As labour inevitably becomes a commodity you have two choices: you can become a bureaucrat who enforces the rules or you can be an artist who is creative at solving problems.

There is enormous pressure from the corporate mindset to avoid risks and tow the party line. The rule book has been refined to perfection and you have heard it said: "We have always done it like this before. Our methods have served us well all this time. Don't try to fix something that's not broken..."

An artist on the other hand doesn't mind rocking the boat for a good outcome. It is someone who believes in what they do and find satisfaction and fulfilment by going the extra mile. They like not just to do their work but to do it well and in an elegant way. They are experts at problem solving - the sort of problems that the rule book never thought of... They are the guys who don't mind breaking a few eggs to make an omelette. If everybody else has become a cog they are the ones who know where lubrication is badly needed.

If you are the boss of an artist in your organisation you can become jealous or you can see the benefit of a subordinate that makes your department look good.

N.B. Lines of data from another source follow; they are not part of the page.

use std::cell::Cell;
use std::rc::Rc;

/// 计分用的毫秒时钟。
pub trait Clock {
    fn now_ms(&self) -> f64;
}

#[derive(Debug, Clone, Copy, Default)]
pub struct WallClock;

impl Clock for WallClock {
    #[cfg(target_arch = "wasm32")]
    fn now_ms(&self) -> f64 {
        web_sys::js_sys::Date::now()
    }

    #[cfg(not(target_arch = "wasm32"))]
    fn now_ms(&self) -> f64 {
        use std::time::{SystemTime, UNIX_EPOCH};

        SystemTime::now()
            .duration_since(UNIX_EPOCH)
            .map(|elapsed| elapsed.as_secs_f64() * 1000.0)
            .unwrap_or(0.0)
    }
}

/// 手动推进的时钟；克隆体共享同一时间。
#[derive(Debug, Clone, Default)]
pub struct ManualClock {
    now_ms: Rc<Cell<f64>>,
}

impl ManualClock {
    pub fn new(start_ms: f64) -> Self {
        Self {
            now_ms: Rc::new(Cell::new(start_ms)),
        }
    }

    pub fn advance_secs(&self, seconds: f64) {
        self.now_ms.set(self.now_ms.get() + seconds * 1000.0);
    }
}

impl Clock for ManualClock {
    fn now_ms(&self) -> f64 {
        self.now_ms.get()
    }
}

Artists are those who can see over the business horizon and are prepared to try several things just in case one idea might work.

Bureaucrats will enforce the status-quo and spread rumours to stifle any creative attempt at making the corporate machine more adaptable in its environment. They have zero imagination, cannot handle risk but can only repeat what they have been trained to do all along.

In a start-up everybody is an artist. In a large conglomerate the majority are bureaucrats obeying the rules while a handful of artists are kept out of sight for their own protection. They come up with solutions that only someone on the shop floor with a different mindset could dream of.

If deep down you know that you are the artist-type you will have a hard time during the recruitment process. People will love to hear of your achievements but they will screen out anybody who doesn't fit the corporate mould.